Following the Y-3's were the Y-4's of 1927. These 10 examples, originally designated Y-3b, were numbered 2080-2089, and built by Alco's Richmond facility in 1927. From an historical perspective they were the last commercially-built steam locomotives N&W ever purchased (all future locomotives were built in-house at the famous Roanoke Shops) and some of the last produced at that plant before it closed in September of 1927. Next up were the Y-5's, a batch of 30 outshopped between 1930-1931, numbered 2090-2119. Perhaps not surprisingly given the company's stature, these home-built machines were far more powerful than any previous 2-8-8-2 the railroad then had in service; they weighed 583,000 pounds and offered 127,00 pounds of tractive effort while boiler pressure reached 300 psi.

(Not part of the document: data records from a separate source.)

// 🧮 Cell Model - Untyped spreadsheet values + safe coercion
// Rows come from CSV or workbook exports with no header and a fixed column layout

use crate::error::RowError;
use serde::{Deserialize, Serialize};
use std::fmt;

// ============================================================================
// CELL
// ============================================================================

/// A single spreadsheet value.
///
/// `Empty` is a cell that exists but holds nothing. A column past the end of a
/// row is *absent*, which `Row::get` reports as `None`.
#[derive(Debug, Clone, PartialEq)]
pub enum Cell {
    Text(String),
    Number(f64),
    Empty,
    /// Spreadsheet error value such as `#REF!` or `#DIV/0!`
    Invalid(String),
}

impl Cell {
    pub fn text(value: impl Into<String>) -> Self {
        Cell::Text(value.into())
    }

    /// Borrow the string if this is a text cell
    pub fn as_text(&self) -> Option<&str> {
        match self {
            Cell::Text(s) => Some(s),
            _ => None,
        }
    }

    pub fn is_empty(&self) -> bool {
        matches!(self, Cell::Empty)
    }

    /// Render the value as it reads in the sheet.
    ///
    /// Error cells cannot be rendered; `column` is only used in the error.
    pub fn render(&self, column: usize) -> Result<String, RowError> {
        match self {
            Cell::Text(s) => Ok(s.clone()),
            Cell::Number(n) => Ok(n.to_string()),
            Cell::Empty => Ok(String::new()),
            Cell::Invalid(value) => Err(RowError::InvalidCell {
                column,
                value: value.clone(),
            }),
        }
    }
}

impl fmt::Display for Cell {
    fn fmt(&self, f: &mut fmt::Formatter<'_>) -> fmt::Result {
        match self {
            Cell::Text(s) => write!(f, "{}", s),
            Cell::Number(n) => write!(f, "{}", n),
            Cell::Empty => Ok(()),
            Cell::Invalid(value) => write!(f, "{}", value),
        }
    }
}

impl From<&str> for Cell {
    fn from(value: &str) -> Self {
        Cell::Text(value.to_string())
    }
}

impl From<f64> for Cell {
    fn from(value: f64) -> Self {
        Cell::Number(value)
    }
}

// ============================================================================
// ROW
// ============================================================================

/// An ordered sequence of cells; index 0 is the first sheet column.
#[derive(Debug, Clone, Default, PartialEq)]
pub struct Row {
    cells: Vec<Cell>,
}

impl Row {
    pub fn new(cells: Vec<Cell>) -> Self {
        Row { cells }
    }

    /// Cell at `column`, or `None` when the row is shorter than that
    pub fn get(&self, column: usize) -> Option<&Cell> {
        self.cells.get(column)
    }

    /// Text content at `column` when the cell is a text cell
    pub fn text(&self, column: usize) -> Option<&str> {
        self.get(column).and_then(Cell::as_text)
    }

    pub fn len(&self) -> usize {
        self.cells.len()
    }

    pub fn is_empty(&self) -> bool {
        self.cells.iter().all(Cell::is_empty)
    }

    pub fn cells(&self) -> &[Cell] {
        &self.cells
    }
}

impl From<Vec<Cell>> for Row {
    fn from(cells: Vec<Cell>) -> Self {
        Row::new(cells)
    }
}

impl FromIterator<Cell> for Row {
    fn from_iter<I: IntoIterator<Item = Cell>>(iter: I) -> Self {
        Row::new(iter.into_iter().collect())
    }
}

// ============================================================================
// NUMERIC COERCION
// ============================================================================

/// How the price column is read.
#[derive(Debug, Clone, Copy, Default, PartialEq, Eq, Serialize, Deserialize)]
#[serde(rename_all = "lowercase")]
pub enum PriceMode {
    /// Text counts only if it is all digits once `.` and `,` are removed.
    /// Such text must then parse as a plain number or the row is dropped, so
    /// `"1,500.00"` is an error while `"$50"` reads as 0.
    #[default]
    Legacy,
    /// Thousands and decimal separators are normalized before parsing.
    Lenient,
}

impl PriceMode {
    pub fn as_str(&self) -> &'static str {
        match self {
            PriceMode::Legacy => "legacy",
            PriceMode::Lenient => "lenient",
        }
    }
}

impl std::str::FromStr for PriceMode {
    type Err = String;

    fn from_str(s: &str) -> Result<Self, Self::Err> {
        match s.trim().to_lowercase().as_str() {
            "legacy" => Ok(PriceMode::Legacy),
            "lenient" => Ok(PriceMode::Lenient),
            other => Err(format!(
                "unknown price mode '{}' (expected legacy or lenient)",
                other
            )),
        }
    }
}

fn non_negative(value: f64) -> f64 {
    if value.is_finite() && value > 0.0 {
        value
    } else {
        0.0
    }
}

/// Coerce a cost cell to a number. Never fails.
///
/// Absent, empty, `-`, error cells and unparseable text all read as 0.
pub fn safe_numeric(cell: Option<&Cell>) -> f64 {
    match cell {
        Some(Cell::Number(n)) => non_negative(*n),
        Some(Cell::Text(s)) => {
            let trimmed = s.trim();
            if trimmed.is_empty() || trimmed == "-" {
                return 0.0;
            }
            trimmed.parse::<f64>().map(non_negative).unwrap_or(0.0)
        }
        Some(Cell::Empty) | Some(Cell::Invalid(_)) | None => 0.0,
    }
}

/// Read the price column according to `mode`.
///
/// Only `Legacy` can fail, on digit-and-separator text that is not a number.
pub fn parse_price(cell: Option<&Cell>, mode: PriceMode) -> Result<f64, RowError> {
    match cell {
        Some(Cell::Number(n)) => Ok(non_negative(*n)),
        Some(Cell::Text(s)) => match mode {
            PriceMode::Legacy => legacy_price(s),
            PriceMode::Lenient => Ok(lenient_price(s)),
        },
        _ => Ok(0.0),
    }
}

fn legacy_price(raw: &str) -> Result<f64, RowError> {
    let digits: String = raw.chars().filter(|c| *c != '.' && *c != ',').collect();
    if digits.is_empty() || !digits.chars().all(|c| c.is_ascii_digit()) {
        return Ok(0.0);
    }
    raw.parse::<f64>()
        .map(non_negative)
        .map_err(|_| RowError::InvalidPrice {
            value: raw.to_string(),
        })
}

fn lenient_price(raw: &str) -> f64 {
    let cleaned: String = raw
        .trim()
        .chars()
        .filter(|c| !c.is_whitespace() && *c != '$')
        .collect();

    let last_dot = cleaned.rfind('.');
    let last_comma = cleaned.rfind(',');

    let normalized = match (last_dot, last_comma) {
        // Both present: whichever comes last is the decimal separator
        (Some(dot), Some(comma)) if dot > comma => cleaned.replace(',', ""),
        (Some(_), Some(_)) => cleaned.replace('.', "").replace(',', "."),
        (None, Some(comma)) => {
            let decimals = cleaned.len() - comma - 1;
            if cleaned.matches(',').count() == 1 && decimals <= 2 {
                cleaned.replace(',', ".")
            } else {
                cleaned.replace(',', "")
            }
        }
        (Some(_), None) if cleaned.matches('.').count() > 1 => cleaned.replace('.', ""),
        _ => cleaned,
    };

    normalized.parse::<f64>().map(non_negative).unwrap_or(0.0)
}

// ============================================================================
// TESTS
// ============================================================================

The Y-5's were not based from USRA recommendations signaling just how far the N&W had evolved in building high quality steam locomotives. They were so powerful a single Y-5 could handle 5,000 tons between Bluefield, West Virginia and Roanoke, Virginia, alone; 12,000 tons between Eckman and Williamson, West Virginia; and 8,000 tons between Roanoke and Crewe, Virginia. The final class included the Y-6 and its variants. The initial batch rolled out of Roanoke between 1936 and 1940; numbered 2120-2154 they were roughly as powerful as the Y-5's. They differed in their technological advancements including roller bearings on all journals (greatly reducing wear and maintenance) and automatic lubricators on virtually all moving parts. By World War II the N&W's Roanoke Shops were master steam builders that they claimed their products could best diesels in tonnage-hauled and servicing periods.
This wasn't just an empty statement. In 1954 the N&W tested an A-B-B-A set of Electro-Motive F7's against Y-6b #2197 and, at the time, wasn't impressed enough with the diesels to place orders. The Y-6's were followed up by the Y-6a's of 1942 (#2155-2170) and the most powerful and efficient of all, the Y-6b's. These locomotives, #2171-2200 were outshopped between April of 1948 and April of 1952. The railroad used all of its experience and wisdom over the years in developing its compounds to produce a locomotive that could exert 5,500 horsepower; no single-engine diesel was available with such horsepower until the 1990s. The Y-6b's could be found on freight assignments all across the N&W's system. As Mr. Dixon notes the earlier Y-6's and Y-6a's, as well as many of the Y-5's, were overhauled to match similar specifications to the Y-6b's.
Interestingly, only one year after the F7 test N&W began placing orders for diesels from Electro-Motive in 1955. However, it didn't purchase covered wagons and instead wound up with a fleet of 301 GP9's. It would eventually roster several models from EMD, those of Alco, and a few from General Electric. Had the secondary steam market for parts and supplies not dwindled away in the postwar era the N&W would likely have continued running steam at least into the 1960s. The Y-6b's had the honor of closing out N&W's legendary steam era when #2190 departed for the final time from Williamson, West Virginia on May 6, 1960.